IU sophomore forward Race Thompson (hip injury) returned to action for the first time since Jan. 23 against Michigan State.
The 6-foot-8, 235-pound Thompson lofted and missed a 3-point attempt in his only shot attempt. In eight minutes on the floor, Thompson finished with one rebound and one assist.
In all, 12 players from IU’s 1980 Big Ten championship team returned to be honored at halftime, including Basketball Hall of Famer Isiah Thomas, Anderson native Ray Tolbert, Steve Bouchie, Tony Brown, Butch Carter, Chuck Franz, Phil Isenbarger, Ted Kitchel, Jim Thomas, Landon Turner, Randy Wittman and Mike Woodson.
Several players from the 1990s, 1980s and 1970s also returned and were recognized, including Keith Smart, Scott May and Quinn Buckner.
Wittman said in his opinion, the 1980 team was better than IU’s 1981 team that won a national championship. But the Hoosiers were never able to get on track due to a back injury that sidelined Woodson for much of the season.
“You think about it, that was the boycott of the ’80 Olympics, and we open up right here on this floor against the Russians that was supposedly the best team in the world, and I don’t remember the score — you guys can figure that score out — but it was by 20 or something,” Wiitman said. “And it was an unbelievable team. And then we just never were able — were never able to stay healthy enough to do what we did in ’81. But I think the ’80 team was a much more talented and cohesive group than even the ’81 team.”
VITALE ON BIG TEN
Hall of Fame ESPN broadcaster Dick Vitale has been calling college basketball games for more than 40 years, and he said Friday the Big Ten is as strong and deep as it has ever been.
“Now you are talking about 14 teams, and even a school like Northwestern, who is at the bottom, can give you a difficult challenge every single night,” Vitale said.
As of now, 11 or 12 Big Ten teams are projected to make the NCAA Tournament, but Vitale thinks that number will dwindle due to attrition.
“Some of the Ls are going to start to pile up with some teams,” Vitale said.

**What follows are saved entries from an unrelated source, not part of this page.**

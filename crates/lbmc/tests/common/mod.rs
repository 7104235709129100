// SPDX-License-Identifier: Apache-2.0 OR MIT
// Copyright (c) 2025-2026 naskel.com

//! Wire builders shared by the integration tests.

#![allow(dead_code)]

use std::net::{Ipv4Addr, SocketAddrV4};

use lbmc::protocol::constants::*;
use lbmc::FrameContext;

/// Builder for one LBMC data message.
pub struct MessageBuilder {
    kind: u8,
    topic_index: u32,
    sequence: u32,
    headers: Vec<(u8, Vec<u8>)>,
    payload: Vec<u8>,
}

impl MessageBuilder {
    pub fn new() -> Self {
        Self {
            kind: TYPE_MESSAGE,
            topic_index: 1,
            sequence: 1,
            headers: Vec::new(),
            payload: Vec::new(),
        }
    }

    pub fn kind(mut self, kind: u8) -> Self {
        self.kind = kind;
        self
    }

    pub fn topic_index(mut self, tidx: u32) -> Self {
        self.topic_index = tidx;
        self
    }

    pub fn sequence(mut self, sqn: u32) -> Self {
        self.sequence = sqn;
        self
    }

    /// Append an extension header of `type_code` with `body` after the
    /// 2-byte prefix.
    pub fn header(mut self, type_code: u8, body: &[u8]) -> Self {
        self.headers.push((type_code, body.to_vec()));
        self
    }

    pub fn frag(self, first_sqn: u32, offset: u32, total_len: u32) -> Self {
        let mut body = vec![0, 0];
        body.extend_from_slice(&first_sqn.to_be_bytes());
        body.extend_from_slice(&offset.to_be_bytes());
        body.extend_from_slice(&total_len.to_be_bytes());
        self.header(NHDR_FRAG, &body)
    }

    pub fn msgprop(self, len: u32) -> Self {
        let mut body = vec![0, 0];
        body.extend_from_slice(&len.to_be_bytes());
        self.header(NHDR_MSGPROP, &body)
    }

    pub fn stream(self, stream_id: u32, sqn: u32, ctxinst: [u8; CTXINST_LEN]) -> Self {
        let mut body = vec![0, 0];
        body.extend_from_slice(&stream_id.to_be_bytes());
        body.extend_from_slice(&sqn.to_be_bytes());
        body.extend_from_slice(&ctxinst);
        self.header(NHDR_STREAM, &body)
    }

    pub fn ctxinstd(self, ctxinst: [u8; CTXINST_LEN]) -> Self {
        let mut body = vec![0, 0];
        body.extend_from_slice(&ctxinst);
        self.header(NHDR_CTXINSTD, &body)
    }

    pub fn destination(self, dst: (u32, [u8; 4], u16), origin: (u32, [u8; 4], u16)) -> Self {
        let mut body = vec![0, 0];
        body.extend_from_slice(&dst.0.to_be_bytes());
        body.extend_from_slice(&dst.1);
        body.extend_from_slice(&dst.2.to_be_bytes());
        body.extend_from_slice(&1u16.to_be_bytes());
        body.extend_from_slice(&origin.0.to_be_bytes());
        body.extend_from_slice(&origin.1);
        body.extend_from_slice(&origin.2.to_be_bytes());
        body.extend_from_slice(&[0, 0]);
        self.header(NHDR_DESTINATION, &body)
    }

    pub fn extopt(self, flags: u8, subtype: u16, offset: u16, data: &[u8]) -> Self {
        let mut body = vec![flags, 0];
        body.extend_from_slice(&subtype.to_be_bytes());
        body.extend_from_slice(&offset.to_be_bytes());
        body.extend_from_slice(data);
        self.header(NHDR_EXTOPT, &body)
    }

    pub fn topic_name(self, name: &str) -> Self {
        let mut body = name.as_bytes().to_vec();
        body.push(0);
        self.header(NHDR_TOPICNAME, &body)
    }

    pub fn payload(mut self, payload: &[u8]) -> Self {
        self.payload = payload.to_vec();
        self
    }

    pub fn build(self) -> Vec<u8> {
        let first = self.headers.first().map_or(NHDR_DATA, |(t, _)| *t);
        let mut chain = Vec::new();
        for (i, (_, body)) in self.headers.iter().enumerate() {
            let next = self.headers.get(i + 1).map_or(NHDR_DATA, |(t, _)| *t);
            chain.push(next);
            chain.push((EXT_HDR_PREFIX_LEN + body.len()) as u8);
            chain.extend_from_slice(body);
        }

        let msglen = BASIC_HDR_LEN + chain.len() + self.payload.len();
        let mut msg = vec![self.kind, first];
        msg.extend_from_slice(&(msglen as u16).to_be_bytes());
        msg.extend_from_slice(&self.topic_index.to_be_bytes());
        msg.extend_from_slice(&self.sequence.to_be_bytes());
        msg.extend(chain);
        msg.extend(self.payload);
        msg
    }
}

/// Route `log` output through the test harness (RUST_LOG=debug to see it).
pub fn init_logging() {
    let _ = env_logger::builder().is_test(true).try_init();
}

pub fn source() -> SocketAddrV4 {
    SocketAddrV4::new(Ipv4Addr::new(10, 0, 0, 2), 5000)
}

pub fn destination() -> SocketAddrV4 {
    SocketAddrV4::new(Ipv4Addr::new(10, 0, 0, 1), 4000)
}

/// Frame context on channel 5, 10.0.0.2:5000 -> 10.0.0.1:4000.
pub fn ctx(frame: u64) -> FrameContext {
    FrameContext::new(frame, 5, source(), destination())
}

/// Fragment `data` into pieces of at most `chunk` bytes as FRAG messages.
pub fn fragment_messages(first_sqn: u32, data: &[u8], chunk: usize) -> Vec<Vec<u8>> {
    data.chunks(chunk)
        .enumerate()
        .map(|(i, piece)| {
            MessageBuilder::new()
                .sequence(first_sqn + i as u32)
                .frag(first_sqn, (i * chunk) as u32, data.len() as u32)
                .payload(piece)
                .build()
        })
        .collect()
}
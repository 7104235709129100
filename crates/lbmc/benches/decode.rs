// SPDX-License-Identifier: Apache-2.0 OR MIT
// Copyright (c) 2025-2026 naskel.com

#![allow(clippy::cast_possible_truncation)] // Test parameters

//! Session decode path benchmarks.
//!
//! - Unfragmented message with a short header chain
//! - Multi-message frame split by `msglen`
//! - Fragmented message reassembly at several total sizes

use std::net::{Ipv4Addr, SocketAddrV4};

use criterion::{black_box, criterion_group, criterion_main, BenchmarkId, Criterion, Throughput};
use lbmc::protocol::constants::*;
use lbmc::{DecoderConfig, DecodingSession, FrameContext};

fn ctx(frame: u64) -> FrameContext {
    FrameContext::new(
        frame,
        1,
        SocketAddrV4::new(Ipv4Addr::new(10, 0, 0, 2), 5000),
        SocketAddrV4::new(Ipv4Addr::new(10, 0, 0, 1), 4000),
    )
}

/// Data message with the given (type, body) headers and payload.
fn message(headers: &[(u8, Vec<u8>)], sqn: u32, payload: &[u8]) -> Vec<u8> {
    let first = headers.first().map_or(NHDR_DATA, |(t, _)| *t);
    let mut chain = Vec::new();
    for (i, (_, body)) in headers.iter().enumerate() {
        chain.push(headers.get(i + 1).map_or(NHDR_DATA, |(t, _)| *t));
        chain.push((EXT_HDR_PREFIX_LEN + body.len()) as u8);
        chain.extend_from_slice(body);
    }
    let msglen = (BASIC_HDR_LEN + chain.len() + payload.len()) as u16;
    let mut msg = vec![TYPE_MESSAGE, first];
    msg.extend_from_slice(&msglen.to_be_bytes());
    msg.extend_from_slice(&1u32.to_be_bytes());
    msg.extend_from_slice(&sqn.to_be_bytes());
    msg.extend(chain);
    msg.extend_from_slice(payload);
    msg
}

fn frag_body(first_sqn: u32, offset: u32, total: u32) -> Vec<u8> {
    let mut body = vec![0, 0];
    body.extend_from_slice(&first_sqn.to_be_bytes());
    body.extend_from_slice(&offset.to_be_bytes());
    body.extend_from_slice(&total.to_be_bytes());
    body
}

fn bench_single_message(c: &mut Criterion) {
    let mut stream_body = vec![0, 0];
    stream_body.extend_from_slice(&7u32.to_be_bytes());
    stream_body.extend_from_slice(&1u32.to_be_bytes());
    stream_body.extend_from_slice(&[0xAA; CTXINST_LEN]);
    let mut ctxinstd_body = vec![0, 0];
    ctxinstd_body.extend_from_slice(&[0x11; CTXINST_LEN]);

    let msg = message(
        &[
            (NHDR_STREAM, stream_body),
            (NHDR_CTXINSTD, ctxinstd_body),
            (NHDR_UME_ACK, vec![0; 6]),
        ],
        1,
        &[0x42; 256],
    );

    let mut session = DecodingSession::new(DecoderConfig::default()).expect("config");
    let mut group = c.benchmark_group("decode_single");
    group.throughput(Throughput::Bytes(msg.len() as u64));
    group.bench_function("stream_correlated_256b", |b| {
        let mut frame = 0;
        b.iter(|| {
            frame += 1;
            let out = session.decode(&ctx(frame), black_box(&msg));
            black_box(out.payload.is_some())
        })
    });
    group.finish();
}

fn bench_decode_frame(c: &mut Criterion) {
    let mut frame = Vec::new();
    for sqn in 0..16 {
        frame.extend(message(&[], sqn, &[0x5A; 64]));
    }

    let mut session = DecodingSession::new(DecoderConfig::default()).expect("config");
    let mut group = c.benchmark_group("decode_frame");
    group.throughput(Throughput::Elements(16));
    group.bench_function("16_messages", |b| {
        b.iter(|| black_box(session.decode_frame(&ctx(1), black_box(&frame)).len()))
    });
    group.finish();
}

fn bench_reassembly(c: &mut Criterion) {
    let mut group = c.benchmark_group("reassembly");
    for &total in &[4 * 1024usize, 64 * 1024, 256 * 1024] {
        let chunk = 1024;
        let data: Vec<u8> = (0..total).map(|i| (i % 251) as u8).collect();
        let messages: Vec<Vec<u8>> = data
            .chunks(chunk)
            .enumerate()
            .map(|(i, piece)| {
                let body = frag_body(100, (i * chunk) as u32, total as u32);
                message(&[(NHDR_FRAG, body)], 100 + i as u32, piece)
            })
            .collect();

        group.throughput(Throughput::Bytes(total as u64));
        group.bench_with_input(BenchmarkId::from_parameter(total), &messages, |b, messages| {
            b.iter(|| {
                let mut session = DecodingSession::new(DecoderConfig::default()).expect("config");
                // Reverse order exercises out-of-order insertion
                let mut done = false;
                for (i, msg) in messages.iter().rev().enumerate() {
                    done = session.decode(&ctx(i as u64), msg).payload.is_some();
                }
                black_box(done)
            })
        });
    }
    group.finish();
}

criterion_group!(
    decode_benches,
    bench_single_message,
    bench_decode_frame,
    bench_reassembly
);
criterion_main!(decode_benches);
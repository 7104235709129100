// SPDX-License-Identifier: Apache-2.0 OR MIT
// Copyright (c) 2025-2026 naskel.com

//! Per-frame context supplied by the host.

use std::net::SocketAddrV4;

use crate::core::FrameMarker;

/// Where a message was captured.
///
/// `channel` is the host's id for the transport entity the frame arrived on
/// (for instance one per UDP flow). Fragments only combine within a channel.
#[derive(Debug, Clone, Copy, PartialEq, Eq)]
pub struct FrameContext {
    pub frame: FrameMarker,
    pub channel: u64,
    pub source: SocketAddrV4,
    pub destination: SocketAddrV4,
}

impl FrameContext {
    pub fn new(
        frame: impl Into<FrameMarker>,
        channel: u64,
        source: SocketAddrV4,
        destination: SocketAddrV4,
    ) -> Self {
        Self {
            frame: frame.into(),
            channel,
            source,
            destination,
        }
    }

    /// Same endpoints, another frame.
    pub fn at(self, frame: impl Into<FrameMarker>) -> Self {
        Self {
            frame: frame.into(),
            ..self
        }
    }
}
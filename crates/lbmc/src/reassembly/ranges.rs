// SPDX-License-Identifier: Apache-2.0 OR MIT
// Copyright (c) 2025-2026 naskel.com

//! Sparse, ordered set of received byte ranges.
//!
//! Spans are kept sorted by offset and never overlap. Inserting a range only
//! stores the parts not already covered, so duplicates and partial overlaps
//! cost nothing and `covered()` counts each byte once. Memory is bounded by
//! what actually arrived, not by the peer-declared total.

use crate::error::{DecodeError, Result};

#[derive(Debug, Clone, PartialEq, Eq)]
struct Span {
    offset: u32,
    data: Vec<u8>,
}

impl Span {
    fn end(&self) -> u64 {
        self.offset as u64 + self.data.len() as u64
    }
}

#[derive(Debug, Clone, Default, PartialEq, Eq)]
pub struct RangeSet {
    spans: Vec<Span>,
    covered: u64,
}

impl RangeSet {
    pub fn new() -> Self {
        Self::default()
    }

    /// Bytes covered so far.
    pub fn covered(&self) -> u64 {
        self.covered
    }

    /// Number of disjoint spans stored.
    pub fn span_count(&self) -> usize {
        self.spans.len()
    }

    /// Insert `bytes` at `offset`, returning how many bytes were new.
    ///
    /// With `strict`, bytes overlapping existing coverage must match it or
    /// the insert fails with [`DecodeError::ConflictingFragment`] and nothing
    /// is stored. A range ending past `u32::MAX` is rejected with
    /// [`DecodeError::InvalidFragment`].
    pub fn insert(&mut self, offset: u32, bytes: &[u8], strict: bool) -> Result<u64> {
        if bytes.is_empty() {
            return Ok(0);
        }
        let start = offset as u64;
        let end = start + bytes.len() as u64;
        if end > u32::MAX as u64 {
            return Err(DecodeError::InvalidFragment {
                offset,
                len: bytes.len(),
                total: u32::MAX,
                reason: "range ends past the largest representable offset",
            });
        }

        // First span that ends after our start; everything before is disjoint.
        let first = self.spans.partition_point(|s| s.end() <= start);

        let mut pieces: Vec<(u64, u64)> = Vec::new();
        let mut pos = start;
        for span in self.spans[first..].iter().take_while(|s| (s.offset as u64) < end) {
            let span_start = span.offset as u64;
            if span_start > pos {
                pieces.push((pos, span_start));
            }
            if strict {
                let lo = span_start.max(start);
                let hi = span.end().min(end);
                let existing = &span.data[(lo - span_start) as usize..(hi - span_start) as usize];
                let incoming = &bytes[(lo - start) as usize..(hi - start) as usize];
                if existing != incoming {
                    return Err(DecodeError::ConflictingFragment {
                        offset,
                        len: bytes.len(),
                    });
                }
            }
            pos = pos.max(span.end());
        }
        if pos < end {
            pieces.push((pos, end));
        }

        let mut added = 0;
        for (lo, hi) in pieces {
            let span = Span {
                offset: lo as u32,
                data: bytes[(lo - start) as usize..(hi - start) as usize].to_vec(),
            };
            let idx = self.spans.partition_point(|s| s.offset < span.offset);
            self.spans.insert(idx, span);
            added += hi - lo;
        }
        self.covered += added;
        Ok(added)
    }

    /// Concatenate all spans, checking they tile `[0, total)` exactly.
    pub fn concat(&self, total: u32) -> Result<Vec<u8>> {
        let mut out = Vec::with_capacity(self.covered as usize);
        let mut expected: u64 = 0;
        for span in &self.spans {
            if span.offset as u64 != expected {
                return Err(DecodeError::Gap {
                    expected: expected as u32,
                    found: span.offset,
                });
            }
            out.extend_from_slice(&span.data);
            expected = span.end();
        }
        if expected != total as u64 {
            return Err(DecodeError::Gap {
                expected: expected as u32,
                found: total,
            });
        }
        Ok(out)
    }

    /// Ranges of `[0, total)` not yet covered, as half-open `(start, end)`.
    pub fn missing(&self, total: u32) -> Vec<(u32, u32)> {
        let mut gaps = Vec::new();
        let mut pos: u64 = 0;
        for span in &self.spans {
            if span.offset as u64 > pos {
                gaps.push((pos as u32, span.offset));
            }
            pos = pos.max(span.end());
        }
        if pos < total as u64 {
            gaps.push((pos as u32, total));
        }
        gaps
    }
}
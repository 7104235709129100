// SPDX-License-Identifier: Apache-2.0 OR MIT
// Copyright (c) 2025-2026 naskel.com

//! Extension header chain walker.
//!
//! Extension header layout:
//! ```text
//! Offset | Field     | Size
//! -------|-----------|-----
//! 0      | next_hdr  | 1    type code of the FOLLOWING header
//! 1      | hdr_len   | 1    length of this header, prefix included
//! 2+     | body      | var  interpreted by the HeaderSchema
//! ```
//!
//! The type of a header is the `next_hdr` of its predecessor (the basic
//! header for the first one). The walk stops at `DATA` (payload follows),
//! `NONE`, a zero-length header, or the end of the buffer. Bounds failures
//! keep the records read so far.

use super::constants::{EXT_HDR_PREFIX_LEN, NHDR_DATA, NHDR_NONE};
use super::schema::{
    DestinationInfo, ExtOptFragment, FragmentInfo, HeaderFields, HeaderSchema, StreamInfo,
};
use crate::core::Cursor;
use crate::error::DecodeError;

/// One walked extension header.
#[derive(Debug, Clone, PartialEq, Eq)]
pub struct ExtensionHeaderRecord<'a> {
    pub type_code: u8,
    pub name: Option<&'static str>,
    /// Offset of the header in the message.
    pub offset: usize,
    pub declared_len: usize,
    /// Type code of the header that follows.
    pub next_hdr: u8,
    /// Raw header bytes, prefix included.
    pub bytes: &'a [u8],
    pub fields: HeaderFields<'a>,
}

impl ExtensionHeaderRecord<'_> {
    pub fn is_unhandled(&self) -> bool {
        matches!(self.fields, HeaderFields::Unhandled)
    }
}

/// How the walk ended.
#[derive(Debug, Clone, Copy, PartialEq, Eq)]
pub enum ChainStatus {
    /// Reached a terminal marker (or cleanly consumed the message).
    Complete,
    /// Ran out of bytes mid-chain.
    Incomplete,
    /// Hit a header the chain cannot advance past.
    Malformed,
}

/// Result of walking one message.
#[derive(Debug, Clone, PartialEq, Eq)]
pub struct HeaderChain<'a> {
    pub records: Vec<ExtensionHeaderRecord<'a>>,
    /// Terminal marker that ended the walk, if any.
    pub terminal: Option<u8>,
    /// Where the application payload starts (terminal `DATA` only).
    pub payload_offset: Option<usize>,
    pub status: ChainStatus,
    pub diagnostics: Vec<DecodeError>,
}

impl<'a> HeaderChain<'a> {
    fn new() -> Self {
        Self {
            records: Vec::new(),
            terminal: None,
            payload_offset: None,
            status: ChainStatus::Complete,
            diagnostics: Vec::new(),
        }
    }

    /// The message's fragment descriptor (first one wins).
    pub fn fragment_info(&self) -> Option<FragmentInfo> {
        self.records.iter().find_map(|r| match r.fields {
            HeaderFields::Fragment(info) => Some(info),
            _ => None,
        })
    }

    pub fn stream_info(&self) -> Option<StreamInfo> {
        self.records.iter().find_map(|r| match r.fields {
            HeaderFields::Stream(info) => Some(info),
            _ => None,
        })
    }

    pub fn destination(&self) -> Option<DestinationInfo> {
        self.records.iter().find_map(|r| match r.fields {
            HeaderFields::Destination(info) => Some(info),
            _ => None,
        })
    }

    /// Sum of all message-properties length contributions.
    pub fn msgprop_len(&self) -> u64 {
        self.records
            .iter()
            .map(|r| match r.fields {
                HeaderFields::MessageProperties { len } => len as u64,
                _ => 0,
            })
            .sum()
    }

    pub fn topic_name(&self) -> Option<&str> {
        self.records.iter().find_map(|r| match &r.fields {
            HeaderFields::TopicName(name) => Some(name.as_str()),
            _ => None,
        })
    }

    /// Extended option fragments in chain order.
    pub fn extended_options(&self) -> impl Iterator<Item = &ExtOptFragment<'a>> + '_ {
        self.records.iter().filter_map(|r| match &r.fields {
            HeaderFields::ExtendedOption(frag) => Some(frag),
            _ => None,
        })
    }

    fn stop(&mut self, status: ChainStatus, error: DecodeError) {
        self.status = status;
        self.diagnostics.push(error);
    }
}

/// Walk the extension header chain of `message` starting at `start`, where
/// the first header has type `first_type`.
pub fn walk<'a>(
    schema: &dyn HeaderSchema,
    message: &'a [u8],
    start: usize,
    first_type: u8,
) -> HeaderChain<'a> {
    crate::trace_fn!("walk");
    let mut chain = HeaderChain::new();
    let mut cursor = Cursor::new(message);
    if let Err(e) = cursor.skip(start) {
        chain.stop(ChainStatus::Incomplete, e);
        return chain;
    }

    let mut type_code = first_type;
    loop {
        if type_code == NHDR_DATA || type_code == NHDR_NONE {
            chain.terminal = Some(type_code);
            if type_code == NHDR_DATA {
                chain.payload_offset = Some(cursor.offset());
            }
            break;
        }

        if cursor.is_eof() {
            // The previous header promised another one.
            chain.stop(
                ChainStatus::Incomplete,
                DecodeError::Truncated {
                    what: "extension header chain",
                    declared: EXT_HDR_PREFIX_LEN,
                    available: 0,
                },
            );
            break;
        }

        let offset = cursor.offset();
        let [next_hdr, hdr_len] = match cursor.clone().read_array::<2>() {
            Ok(prefix) => prefix,
            Err(e) => {
                chain.stop(ChainStatus::Incomplete, e);
                break;
            }
        };

        if hdr_len == 0 {
            log::debug!(
                "[LBMC-WALK] zero-length header 0x{:02x} at offset {}, chain aborted",
                type_code,
                offset
            );
            chain.stop(
                ChainStatus::Malformed,
                DecodeError::ZeroLengthHeader { offset, type_code },
            );
            break;
        }
        if (hdr_len as usize) < EXT_HDR_PREFIX_LEN {
            chain.stop(
                ChainStatus::Malformed,
                DecodeError::MalformedHeader {
                    offset,
                    type_code,
                    reason: "declared length shorter than header prefix",
                },
            );
            break;
        }

        let header = match cursor.sub_view(hdr_len as usize) {
            Ok(view) => view,
            Err(_) => {
                log::debug!(
                    "[LBMC-WALK] header 0x{:02x} at offset {} declares {} bytes, {} left",
                    type_code,
                    offset,
                    hdr_len,
                    cursor.remaining()
                );
                chain.stop(
                    ChainStatus::Incomplete,
                    DecodeError::Truncated {
                        what: "extension header",
                        declared: hdr_len as usize,
                        available: cursor.remaining(),
                    },
                );
                break;
            }
        };

        let bytes = header.rest();
        let fields = match schema.describe(type_code, header) {
            Ok(fields) => fields,
            Err(e) => {
                chain.diagnostics.push(e);
                HeaderFields::Opaque
            }
        };

        log::debug!(
            "[LBMC-WALK] header 0x{:02x} ({}) at offset {} len={} next=0x{:02x}",
            type_code,
            schema.name(type_code).unwrap_or("unhandled"),
            offset,
            hdr_len,
            next_hdr
        );

        chain.records.push(ExtensionHeaderRecord {
            type_code,
            name: schema.name(type_code),
            offset,
            declared_len: hdr_len as usize,
            next_hdr,
            bytes,
            fields,
        });
        type_code = next_hdr;
    }

    chain
}
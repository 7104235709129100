// SPDX-License-Identifier: Apache-2.0 OR MIT
// Copyright (c) 2025-2026 naskel.com

//! Error types for LBMC decoding.
//!
//! Every error is local to the message being decoded: the session attaches it
//! to that message's diagnostics and moves on to the next one.

use thiserror::Error;

/// Decoding error kinds.
#[derive(Debug, Clone, PartialEq, Eq, Error)]
pub enum DecodeError {
    /// A read went past the end of the current view.
    #[error("read of {wanted} bytes at offset {offset} exceeds buffer ({available} bytes available)")]
    OutOfBounds {
        offset: usize,
        wanted: usize,
        available: usize,
    },

    /// A length field declares more bytes than were captured.
    #[error("{what} truncated: declared {declared} bytes, {available} available")]
    Truncated {
        what: &'static str,
        declared: usize,
        available: usize,
    },

    /// `msglen` smaller than the basic header that carries it.
    #[error("message length {declared} is smaller than its {minimum}-byte basic header")]
    InvalidLength { declared: usize, minimum: usize },

    /// Extension header with `hdr_len == 0`; the chain cannot advance past it.
    #[error("zero-length extension header 0x{type_code:02x} at offset {offset}")]
    ZeroLengthHeader { offset: usize, type_code: u8 },

    /// A known header whose fields do not fit its declared length.
    #[error("malformed header 0x{type_code:02x} at offset {offset}: {reason}")]
    MalformedHeader {
        offset: usize,
        type_code: u8,
        reason: &'static str,
    },

    /// Fragment dropped without touching the assembly.
    #[error("invalid fragment at offset {offset} ({len} bytes, total {total}): {reason}")]
    InvalidFragment {
        offset: u32,
        len: usize,
        total: u32,
        reason: &'static str,
    },

    /// Fragment overlaps received bytes with different content.
    #[error("fragment at offset {offset} ({len} bytes) conflicts with data already received")]
    ConflictingFragment { offset: u32, len: usize },

    /// A new extended option started while another one was still open.
    #[error("extended option 0x{new_subtype:04x} started while 0x{open_subtype:04x} was open")]
    UnexpectedRestart { open_subtype: u16, new_subtype: u16 },

    /// Header chain ended while an extended option still expected fragments.
    #[error("extended option 0x{subtype:04x} unterminated after {buffered} bytes")]
    UnterminatedOption { subtype: u16, buffered: usize },

    /// `append`/`finish` without a prior `begin`.
    #[error("no extended option is being reassembled")]
    NoOpenOption,

    /// Reassembled ranges do not tile the message.
    #[error("reassembly gap: expected offset {expected}, found {found}")]
    Gap { expected: u32, found: u32 },

    /// Basic header carries an unknown protocol version.
    #[error("unsupported LBMC version {version}")]
    UnsupportedVersion { version: u8 },
}

/// Convenience alias for decoding results.
pub type Result<T> = std::result::Result<T, DecodeError>;

/// Configuration errors.
#[derive(Debug, Error)]
pub enum ConfigError {
    #[error("invalid value for {field}: {reason}")]
    InvalidValue {
        field: &'static str,
        reason: &'static str,
    },

    #[cfg(feature = "config-loaders")]
    #[error("failed to parse decoder configuration: {0}")]
    Parse(#[from] serde_yaml::Error),
}
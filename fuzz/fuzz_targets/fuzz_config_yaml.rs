// SPDX-License-Identifier: Apache-2.0 OR MIT
// Copyright (c) 2025-2026 naskel.com

#![no_main]

use libfuzzer_sys::fuzz_target;
use lbmc::DecoderConfig;

fuzz_target!(|data: &[u8]| {
    if let Ok(yaml) = std::str::from_utf8(data) {
        if let Ok(config) = DecoderConfig::from_yaml_str(yaml) {
            assert!(config.validate().is_ok());
        }
    }
});
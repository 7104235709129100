// SPDX-License-Identifier: Apache-2.0 OR MIT
// Copyright (c) 2025-2026 naskel.com

//! Host collaborators used for labelling only.
//!
//! Neither hook can influence reassembly or stream correlation; their output
//! is attached to the decoded message as-is.

/// Names the protocol carried in a complete payload.
pub trait PayloadClassifier {
    fn classify(&self, payload: &[u8]) -> Option<String>;
}

/// Resolves a (channel, topic index) pair to a topic name.
pub trait TopicResolver {
    fn resolve(&self, channel: u64, topic_index: u32) -> Option<String>;
}

impl<F> PayloadClassifier for F
where
    F: Fn(&[u8]) -> Option<String>,
{
    fn classify(&self, payload: &[u8]) -> Option<String> {
        self(payload)
    }
}

impl<F> TopicResolver for F
where
    F: Fn(u64, u32) -> Option<String>,
{
    fn resolve(&self, channel: u64, topic_index: u32) -> Option<String> {
        self(channel, topic_index)
    }
}

/// Classifier that never recognizes anything.
#[derive(Debug, Clone, Copy, Default)]
pub struct NoClassifier;

impl PayloadClassifier for NoClassifier {
    fn classify(&self, _payload: &[u8]) -> Option<String> {
        None
    }
}

/// Resolver that knows no topics.
#[derive(Debug, Clone, Copy, Default)]
pub struct NoTopicResolver;

impl TopicResolver for NoTopicResolver {
    fn resolve(&self, _channel: u64, _topic_index: u32) -> Option<String> {
        None
    }
}
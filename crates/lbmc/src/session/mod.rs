// SPDX-License-Identifier: Apache-2.0 OR MIT
// Copyright (c) 2025-2026 naskel.com

//! Session orchestration: one [`DecodingSession`] per capture.

pub mod context;
pub mod decoder;
pub mod event;
pub mod hooks;

pub use context::FrameContext;
pub use decoder::{DecodingSession, SessionBuilder, SessionStats};
pub use event::{DecodedMessage, MessageStatus, StreamUpdate};
pub use hooks::{NoClassifier, NoTopicResolver, PayloadClassifier, TopicResolver};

Vitale, who called the IU-Purdue game Saturday, will host his 15th annual gala to raise money for the V Foundation on May 8 in Sarasota, Fla. Keynote speakers include Gonzaga basketball coach Mark Few, Tampa Bay Buccaneers coach Bruce Arians and ESPN commentator Stephen A. Smith. To date, the galas have raised more than $29.5 million for cancer research. More information on the event can be found at dickvitaleonline.com.